# Stored data
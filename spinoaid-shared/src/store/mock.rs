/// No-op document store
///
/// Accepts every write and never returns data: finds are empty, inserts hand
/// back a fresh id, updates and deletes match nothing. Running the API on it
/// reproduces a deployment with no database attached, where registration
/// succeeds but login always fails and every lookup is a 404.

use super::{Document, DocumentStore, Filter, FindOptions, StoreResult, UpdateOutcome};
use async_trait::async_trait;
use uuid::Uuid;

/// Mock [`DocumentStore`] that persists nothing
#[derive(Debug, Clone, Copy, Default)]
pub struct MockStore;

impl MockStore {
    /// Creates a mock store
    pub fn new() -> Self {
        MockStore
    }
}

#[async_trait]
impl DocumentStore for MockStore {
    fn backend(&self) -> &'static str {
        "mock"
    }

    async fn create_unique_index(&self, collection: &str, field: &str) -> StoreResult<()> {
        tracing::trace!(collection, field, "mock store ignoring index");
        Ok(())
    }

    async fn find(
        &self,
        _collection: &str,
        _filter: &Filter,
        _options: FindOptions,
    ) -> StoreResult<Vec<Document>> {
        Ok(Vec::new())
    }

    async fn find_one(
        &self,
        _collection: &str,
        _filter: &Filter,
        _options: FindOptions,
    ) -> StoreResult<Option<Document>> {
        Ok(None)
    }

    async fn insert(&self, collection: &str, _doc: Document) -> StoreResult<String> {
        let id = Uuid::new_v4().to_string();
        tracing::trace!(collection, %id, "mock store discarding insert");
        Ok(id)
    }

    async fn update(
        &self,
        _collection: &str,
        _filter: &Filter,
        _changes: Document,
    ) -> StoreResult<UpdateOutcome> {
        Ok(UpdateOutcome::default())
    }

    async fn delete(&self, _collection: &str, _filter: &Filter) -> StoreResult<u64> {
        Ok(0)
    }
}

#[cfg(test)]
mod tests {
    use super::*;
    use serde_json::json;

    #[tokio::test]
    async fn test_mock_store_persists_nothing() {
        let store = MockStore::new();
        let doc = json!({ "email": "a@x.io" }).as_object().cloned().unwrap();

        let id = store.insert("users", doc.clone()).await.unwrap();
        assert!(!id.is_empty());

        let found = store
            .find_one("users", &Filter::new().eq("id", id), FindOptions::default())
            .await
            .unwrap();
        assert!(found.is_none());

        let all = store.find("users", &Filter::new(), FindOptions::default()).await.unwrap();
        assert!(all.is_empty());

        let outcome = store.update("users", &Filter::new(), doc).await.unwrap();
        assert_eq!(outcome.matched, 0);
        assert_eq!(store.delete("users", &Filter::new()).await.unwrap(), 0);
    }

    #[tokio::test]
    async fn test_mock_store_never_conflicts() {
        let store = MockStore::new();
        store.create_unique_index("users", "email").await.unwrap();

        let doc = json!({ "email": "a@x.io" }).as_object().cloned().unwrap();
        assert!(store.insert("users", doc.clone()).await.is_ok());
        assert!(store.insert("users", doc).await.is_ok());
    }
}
* * *
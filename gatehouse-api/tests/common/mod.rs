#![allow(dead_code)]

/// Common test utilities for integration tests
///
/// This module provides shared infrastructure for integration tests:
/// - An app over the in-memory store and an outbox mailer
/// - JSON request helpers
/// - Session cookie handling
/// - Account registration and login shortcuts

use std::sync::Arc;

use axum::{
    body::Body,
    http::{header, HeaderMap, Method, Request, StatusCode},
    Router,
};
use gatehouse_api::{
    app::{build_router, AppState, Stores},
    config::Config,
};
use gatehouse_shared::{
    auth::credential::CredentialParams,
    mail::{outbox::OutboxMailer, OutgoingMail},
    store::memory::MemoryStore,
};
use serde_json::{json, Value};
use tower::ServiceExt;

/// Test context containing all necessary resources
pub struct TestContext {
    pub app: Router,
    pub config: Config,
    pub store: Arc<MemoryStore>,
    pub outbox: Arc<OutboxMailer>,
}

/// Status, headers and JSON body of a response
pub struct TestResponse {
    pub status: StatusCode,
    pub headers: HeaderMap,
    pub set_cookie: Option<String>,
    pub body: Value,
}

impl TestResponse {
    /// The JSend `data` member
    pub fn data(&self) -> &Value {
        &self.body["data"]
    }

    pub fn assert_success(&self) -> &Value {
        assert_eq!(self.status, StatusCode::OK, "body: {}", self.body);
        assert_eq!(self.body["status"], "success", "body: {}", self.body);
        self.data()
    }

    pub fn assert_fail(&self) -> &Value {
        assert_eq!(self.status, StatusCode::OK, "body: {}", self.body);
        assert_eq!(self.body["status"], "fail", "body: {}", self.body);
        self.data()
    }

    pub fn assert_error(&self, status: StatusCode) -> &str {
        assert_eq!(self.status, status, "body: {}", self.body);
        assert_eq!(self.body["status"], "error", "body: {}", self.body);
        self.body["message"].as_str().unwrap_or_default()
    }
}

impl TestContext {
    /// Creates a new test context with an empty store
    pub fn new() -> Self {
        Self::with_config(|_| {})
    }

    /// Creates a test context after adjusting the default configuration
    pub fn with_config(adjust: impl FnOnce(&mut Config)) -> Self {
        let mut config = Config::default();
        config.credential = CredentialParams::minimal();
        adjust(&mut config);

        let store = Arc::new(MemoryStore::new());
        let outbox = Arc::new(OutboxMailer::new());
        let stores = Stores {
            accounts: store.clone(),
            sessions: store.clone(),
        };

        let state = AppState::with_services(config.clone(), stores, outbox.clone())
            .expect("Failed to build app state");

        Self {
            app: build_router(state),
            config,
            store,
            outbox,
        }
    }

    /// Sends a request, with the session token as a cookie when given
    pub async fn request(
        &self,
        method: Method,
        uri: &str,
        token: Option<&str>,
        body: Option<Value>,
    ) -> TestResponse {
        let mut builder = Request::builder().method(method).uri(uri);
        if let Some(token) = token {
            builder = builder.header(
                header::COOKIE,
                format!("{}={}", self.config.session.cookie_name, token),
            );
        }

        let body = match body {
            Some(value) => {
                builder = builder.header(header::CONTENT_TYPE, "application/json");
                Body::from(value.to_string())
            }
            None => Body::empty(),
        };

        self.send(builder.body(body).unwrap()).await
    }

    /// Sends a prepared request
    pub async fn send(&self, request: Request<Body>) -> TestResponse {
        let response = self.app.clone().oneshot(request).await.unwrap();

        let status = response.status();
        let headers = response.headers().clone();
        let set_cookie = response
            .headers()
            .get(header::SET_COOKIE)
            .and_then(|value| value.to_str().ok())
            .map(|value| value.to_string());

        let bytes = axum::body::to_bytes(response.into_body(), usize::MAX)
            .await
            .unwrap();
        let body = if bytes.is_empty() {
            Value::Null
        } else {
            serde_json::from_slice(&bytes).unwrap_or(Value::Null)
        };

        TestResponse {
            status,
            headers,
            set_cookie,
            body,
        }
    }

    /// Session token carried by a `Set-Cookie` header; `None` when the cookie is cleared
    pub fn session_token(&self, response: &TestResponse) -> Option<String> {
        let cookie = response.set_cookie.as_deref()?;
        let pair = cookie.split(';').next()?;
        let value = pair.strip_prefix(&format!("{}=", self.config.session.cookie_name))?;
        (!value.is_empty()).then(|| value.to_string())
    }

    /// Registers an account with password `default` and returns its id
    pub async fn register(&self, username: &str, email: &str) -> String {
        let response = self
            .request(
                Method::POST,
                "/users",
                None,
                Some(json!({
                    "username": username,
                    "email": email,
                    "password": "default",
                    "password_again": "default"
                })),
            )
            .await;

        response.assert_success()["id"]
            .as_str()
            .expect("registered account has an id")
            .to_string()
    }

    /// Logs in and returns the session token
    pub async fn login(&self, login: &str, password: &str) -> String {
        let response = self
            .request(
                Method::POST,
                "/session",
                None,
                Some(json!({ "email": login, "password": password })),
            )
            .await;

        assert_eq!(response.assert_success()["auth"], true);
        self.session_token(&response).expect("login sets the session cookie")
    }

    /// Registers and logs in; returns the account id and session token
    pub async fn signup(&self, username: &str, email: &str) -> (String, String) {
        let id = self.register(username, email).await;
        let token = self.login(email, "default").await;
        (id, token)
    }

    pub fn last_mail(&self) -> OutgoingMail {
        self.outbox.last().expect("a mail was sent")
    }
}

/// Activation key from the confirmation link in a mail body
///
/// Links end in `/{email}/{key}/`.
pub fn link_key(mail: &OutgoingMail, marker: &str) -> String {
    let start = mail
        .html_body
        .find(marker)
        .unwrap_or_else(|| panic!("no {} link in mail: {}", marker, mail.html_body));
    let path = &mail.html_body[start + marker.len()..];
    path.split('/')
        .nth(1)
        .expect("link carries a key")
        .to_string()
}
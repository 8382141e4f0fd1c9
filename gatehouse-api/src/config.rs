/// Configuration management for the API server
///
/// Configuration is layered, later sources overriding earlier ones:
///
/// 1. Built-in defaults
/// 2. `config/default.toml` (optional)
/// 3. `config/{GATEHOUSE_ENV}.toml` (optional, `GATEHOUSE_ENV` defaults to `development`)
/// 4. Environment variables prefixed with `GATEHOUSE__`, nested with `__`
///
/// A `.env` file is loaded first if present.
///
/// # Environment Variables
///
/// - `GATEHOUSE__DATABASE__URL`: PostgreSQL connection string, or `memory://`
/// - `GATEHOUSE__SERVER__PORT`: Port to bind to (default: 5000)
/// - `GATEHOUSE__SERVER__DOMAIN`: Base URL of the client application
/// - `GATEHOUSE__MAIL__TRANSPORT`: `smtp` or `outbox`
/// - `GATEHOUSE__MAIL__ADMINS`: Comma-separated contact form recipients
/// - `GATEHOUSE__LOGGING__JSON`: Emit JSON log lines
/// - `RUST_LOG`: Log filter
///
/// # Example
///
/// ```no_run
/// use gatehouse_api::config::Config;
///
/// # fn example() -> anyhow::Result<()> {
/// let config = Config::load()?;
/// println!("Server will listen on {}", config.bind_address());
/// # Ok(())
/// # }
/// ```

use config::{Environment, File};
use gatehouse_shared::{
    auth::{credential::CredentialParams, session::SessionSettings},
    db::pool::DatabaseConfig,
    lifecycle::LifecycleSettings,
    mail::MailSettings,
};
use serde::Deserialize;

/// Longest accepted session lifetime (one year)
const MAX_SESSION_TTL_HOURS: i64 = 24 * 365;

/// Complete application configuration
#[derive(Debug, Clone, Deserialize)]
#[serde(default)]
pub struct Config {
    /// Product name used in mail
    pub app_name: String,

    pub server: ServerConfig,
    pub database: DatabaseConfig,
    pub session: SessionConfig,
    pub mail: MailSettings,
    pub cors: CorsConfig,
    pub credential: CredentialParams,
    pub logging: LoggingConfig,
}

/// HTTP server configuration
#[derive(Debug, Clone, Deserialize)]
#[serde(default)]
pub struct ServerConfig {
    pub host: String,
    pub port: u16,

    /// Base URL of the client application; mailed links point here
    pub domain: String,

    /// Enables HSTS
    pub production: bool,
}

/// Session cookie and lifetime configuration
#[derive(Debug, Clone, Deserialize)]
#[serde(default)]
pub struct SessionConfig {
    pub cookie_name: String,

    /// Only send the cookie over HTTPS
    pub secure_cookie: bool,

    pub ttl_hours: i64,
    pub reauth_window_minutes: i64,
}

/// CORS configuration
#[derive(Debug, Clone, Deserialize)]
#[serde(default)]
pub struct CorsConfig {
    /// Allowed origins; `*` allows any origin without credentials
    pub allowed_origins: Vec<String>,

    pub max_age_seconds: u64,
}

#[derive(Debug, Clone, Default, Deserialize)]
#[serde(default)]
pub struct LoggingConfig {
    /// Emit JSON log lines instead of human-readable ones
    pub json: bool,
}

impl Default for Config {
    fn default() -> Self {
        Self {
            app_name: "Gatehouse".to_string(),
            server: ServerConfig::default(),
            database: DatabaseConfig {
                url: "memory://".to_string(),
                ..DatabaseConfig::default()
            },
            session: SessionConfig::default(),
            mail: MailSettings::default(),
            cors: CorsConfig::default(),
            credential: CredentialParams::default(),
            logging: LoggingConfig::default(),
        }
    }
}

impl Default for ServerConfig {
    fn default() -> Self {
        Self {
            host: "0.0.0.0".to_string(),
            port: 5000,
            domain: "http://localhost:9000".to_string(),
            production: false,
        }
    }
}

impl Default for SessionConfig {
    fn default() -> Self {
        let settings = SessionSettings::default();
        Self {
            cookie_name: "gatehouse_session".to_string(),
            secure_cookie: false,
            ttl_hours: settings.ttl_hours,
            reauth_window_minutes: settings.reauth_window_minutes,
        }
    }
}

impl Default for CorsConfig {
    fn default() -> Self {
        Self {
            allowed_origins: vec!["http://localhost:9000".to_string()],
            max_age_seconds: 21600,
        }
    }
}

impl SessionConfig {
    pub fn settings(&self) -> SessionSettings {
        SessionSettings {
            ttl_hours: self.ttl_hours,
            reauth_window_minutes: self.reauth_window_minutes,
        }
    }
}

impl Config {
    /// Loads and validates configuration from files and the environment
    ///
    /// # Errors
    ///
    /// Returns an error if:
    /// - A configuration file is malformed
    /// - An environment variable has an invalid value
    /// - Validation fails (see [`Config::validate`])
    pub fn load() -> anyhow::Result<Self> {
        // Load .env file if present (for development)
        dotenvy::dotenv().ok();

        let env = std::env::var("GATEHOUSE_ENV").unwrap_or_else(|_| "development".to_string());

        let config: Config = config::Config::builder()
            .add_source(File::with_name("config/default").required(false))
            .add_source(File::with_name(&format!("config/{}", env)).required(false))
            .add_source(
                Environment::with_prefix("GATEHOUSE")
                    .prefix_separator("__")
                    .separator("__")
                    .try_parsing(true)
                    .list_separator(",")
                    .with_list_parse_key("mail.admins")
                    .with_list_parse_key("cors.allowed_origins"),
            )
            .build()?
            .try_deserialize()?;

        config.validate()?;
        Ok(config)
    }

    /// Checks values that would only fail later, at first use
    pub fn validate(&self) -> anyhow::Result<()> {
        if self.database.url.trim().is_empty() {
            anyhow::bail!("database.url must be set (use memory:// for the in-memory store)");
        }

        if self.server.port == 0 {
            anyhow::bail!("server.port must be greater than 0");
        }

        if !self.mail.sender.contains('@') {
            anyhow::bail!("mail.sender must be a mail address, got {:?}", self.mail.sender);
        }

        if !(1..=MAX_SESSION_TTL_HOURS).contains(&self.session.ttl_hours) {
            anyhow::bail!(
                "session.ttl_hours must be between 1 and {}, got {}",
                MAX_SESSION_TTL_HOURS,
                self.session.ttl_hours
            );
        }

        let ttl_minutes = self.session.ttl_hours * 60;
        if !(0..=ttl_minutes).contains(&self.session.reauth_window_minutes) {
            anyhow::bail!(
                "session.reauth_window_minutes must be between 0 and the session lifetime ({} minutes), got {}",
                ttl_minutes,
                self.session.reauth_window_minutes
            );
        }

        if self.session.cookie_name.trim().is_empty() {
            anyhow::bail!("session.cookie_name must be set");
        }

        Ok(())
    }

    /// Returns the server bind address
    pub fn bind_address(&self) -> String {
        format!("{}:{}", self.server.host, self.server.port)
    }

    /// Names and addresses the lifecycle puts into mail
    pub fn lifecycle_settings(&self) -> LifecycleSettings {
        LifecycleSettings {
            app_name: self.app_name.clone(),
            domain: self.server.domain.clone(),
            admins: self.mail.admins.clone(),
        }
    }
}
* * *
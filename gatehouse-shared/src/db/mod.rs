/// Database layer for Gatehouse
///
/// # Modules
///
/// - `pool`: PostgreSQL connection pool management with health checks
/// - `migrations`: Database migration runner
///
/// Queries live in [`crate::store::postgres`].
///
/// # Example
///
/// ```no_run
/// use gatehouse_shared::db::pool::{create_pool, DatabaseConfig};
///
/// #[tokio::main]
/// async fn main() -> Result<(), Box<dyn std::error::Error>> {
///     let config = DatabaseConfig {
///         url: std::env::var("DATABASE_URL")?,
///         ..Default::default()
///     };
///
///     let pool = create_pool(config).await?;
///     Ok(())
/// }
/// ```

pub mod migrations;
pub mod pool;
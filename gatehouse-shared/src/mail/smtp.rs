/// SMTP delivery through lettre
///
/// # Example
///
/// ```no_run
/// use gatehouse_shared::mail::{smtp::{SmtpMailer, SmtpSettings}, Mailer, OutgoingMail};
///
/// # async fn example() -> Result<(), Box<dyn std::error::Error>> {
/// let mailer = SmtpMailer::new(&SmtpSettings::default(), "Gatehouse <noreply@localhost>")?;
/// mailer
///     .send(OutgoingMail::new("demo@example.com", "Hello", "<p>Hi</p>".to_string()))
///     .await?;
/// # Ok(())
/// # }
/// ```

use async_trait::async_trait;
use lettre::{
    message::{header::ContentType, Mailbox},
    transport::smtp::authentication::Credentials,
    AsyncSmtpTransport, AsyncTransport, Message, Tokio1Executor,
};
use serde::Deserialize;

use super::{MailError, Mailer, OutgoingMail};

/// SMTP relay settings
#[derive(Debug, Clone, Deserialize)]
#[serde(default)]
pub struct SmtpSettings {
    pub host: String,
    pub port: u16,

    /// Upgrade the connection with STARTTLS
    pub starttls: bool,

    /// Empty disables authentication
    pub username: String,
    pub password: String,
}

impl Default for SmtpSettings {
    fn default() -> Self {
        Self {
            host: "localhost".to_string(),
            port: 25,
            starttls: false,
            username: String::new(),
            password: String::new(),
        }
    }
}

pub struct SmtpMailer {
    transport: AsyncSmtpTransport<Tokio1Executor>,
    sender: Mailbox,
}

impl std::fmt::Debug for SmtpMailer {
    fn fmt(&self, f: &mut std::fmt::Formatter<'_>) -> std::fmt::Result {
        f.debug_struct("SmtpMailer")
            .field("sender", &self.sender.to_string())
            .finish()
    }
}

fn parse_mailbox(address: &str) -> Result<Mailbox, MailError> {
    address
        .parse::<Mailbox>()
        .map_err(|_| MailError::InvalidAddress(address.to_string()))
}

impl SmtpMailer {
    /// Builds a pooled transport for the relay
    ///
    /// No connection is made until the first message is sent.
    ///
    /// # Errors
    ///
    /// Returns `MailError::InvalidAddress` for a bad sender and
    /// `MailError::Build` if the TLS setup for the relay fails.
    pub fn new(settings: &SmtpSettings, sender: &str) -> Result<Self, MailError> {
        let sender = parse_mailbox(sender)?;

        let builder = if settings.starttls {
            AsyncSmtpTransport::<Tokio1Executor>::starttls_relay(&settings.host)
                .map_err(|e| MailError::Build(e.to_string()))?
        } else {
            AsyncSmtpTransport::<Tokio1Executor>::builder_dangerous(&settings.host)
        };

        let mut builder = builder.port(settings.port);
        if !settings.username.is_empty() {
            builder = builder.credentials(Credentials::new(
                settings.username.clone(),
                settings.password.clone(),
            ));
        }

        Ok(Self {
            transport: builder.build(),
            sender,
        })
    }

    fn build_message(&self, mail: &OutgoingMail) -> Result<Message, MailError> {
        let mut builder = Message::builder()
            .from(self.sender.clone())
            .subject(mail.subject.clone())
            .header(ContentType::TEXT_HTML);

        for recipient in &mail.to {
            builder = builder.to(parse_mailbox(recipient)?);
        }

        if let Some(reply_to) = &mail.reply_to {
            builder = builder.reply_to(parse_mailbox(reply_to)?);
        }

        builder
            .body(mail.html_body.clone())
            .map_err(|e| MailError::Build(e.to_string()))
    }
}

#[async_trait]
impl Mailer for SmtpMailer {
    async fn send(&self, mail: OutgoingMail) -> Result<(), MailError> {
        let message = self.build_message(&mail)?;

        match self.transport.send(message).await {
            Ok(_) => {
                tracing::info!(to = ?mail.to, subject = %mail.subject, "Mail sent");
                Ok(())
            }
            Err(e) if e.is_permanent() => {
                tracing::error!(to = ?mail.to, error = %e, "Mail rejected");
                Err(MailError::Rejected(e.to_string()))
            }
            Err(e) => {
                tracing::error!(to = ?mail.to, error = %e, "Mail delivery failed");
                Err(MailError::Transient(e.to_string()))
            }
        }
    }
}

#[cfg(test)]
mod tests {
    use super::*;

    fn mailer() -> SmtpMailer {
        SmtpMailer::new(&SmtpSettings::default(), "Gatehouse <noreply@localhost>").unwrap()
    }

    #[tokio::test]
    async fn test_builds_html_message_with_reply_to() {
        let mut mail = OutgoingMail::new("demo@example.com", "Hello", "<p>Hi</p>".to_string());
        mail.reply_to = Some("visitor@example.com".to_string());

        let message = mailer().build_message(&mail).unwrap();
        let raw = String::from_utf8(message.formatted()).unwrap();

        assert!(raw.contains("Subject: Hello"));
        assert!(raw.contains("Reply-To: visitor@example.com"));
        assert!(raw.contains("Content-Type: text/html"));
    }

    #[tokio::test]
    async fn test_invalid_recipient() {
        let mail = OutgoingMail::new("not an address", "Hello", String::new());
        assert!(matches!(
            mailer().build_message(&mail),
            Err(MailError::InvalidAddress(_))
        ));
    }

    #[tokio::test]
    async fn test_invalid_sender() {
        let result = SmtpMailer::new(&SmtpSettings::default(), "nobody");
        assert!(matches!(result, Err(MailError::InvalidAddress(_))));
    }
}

# Task brief
Scan the listing above. Collect all lines with the word "LoggingConfig".

# Solution
    pub logging: LoggingConfig,
pub struct LoggingConfig {
            logging: LoggingConfig::default(),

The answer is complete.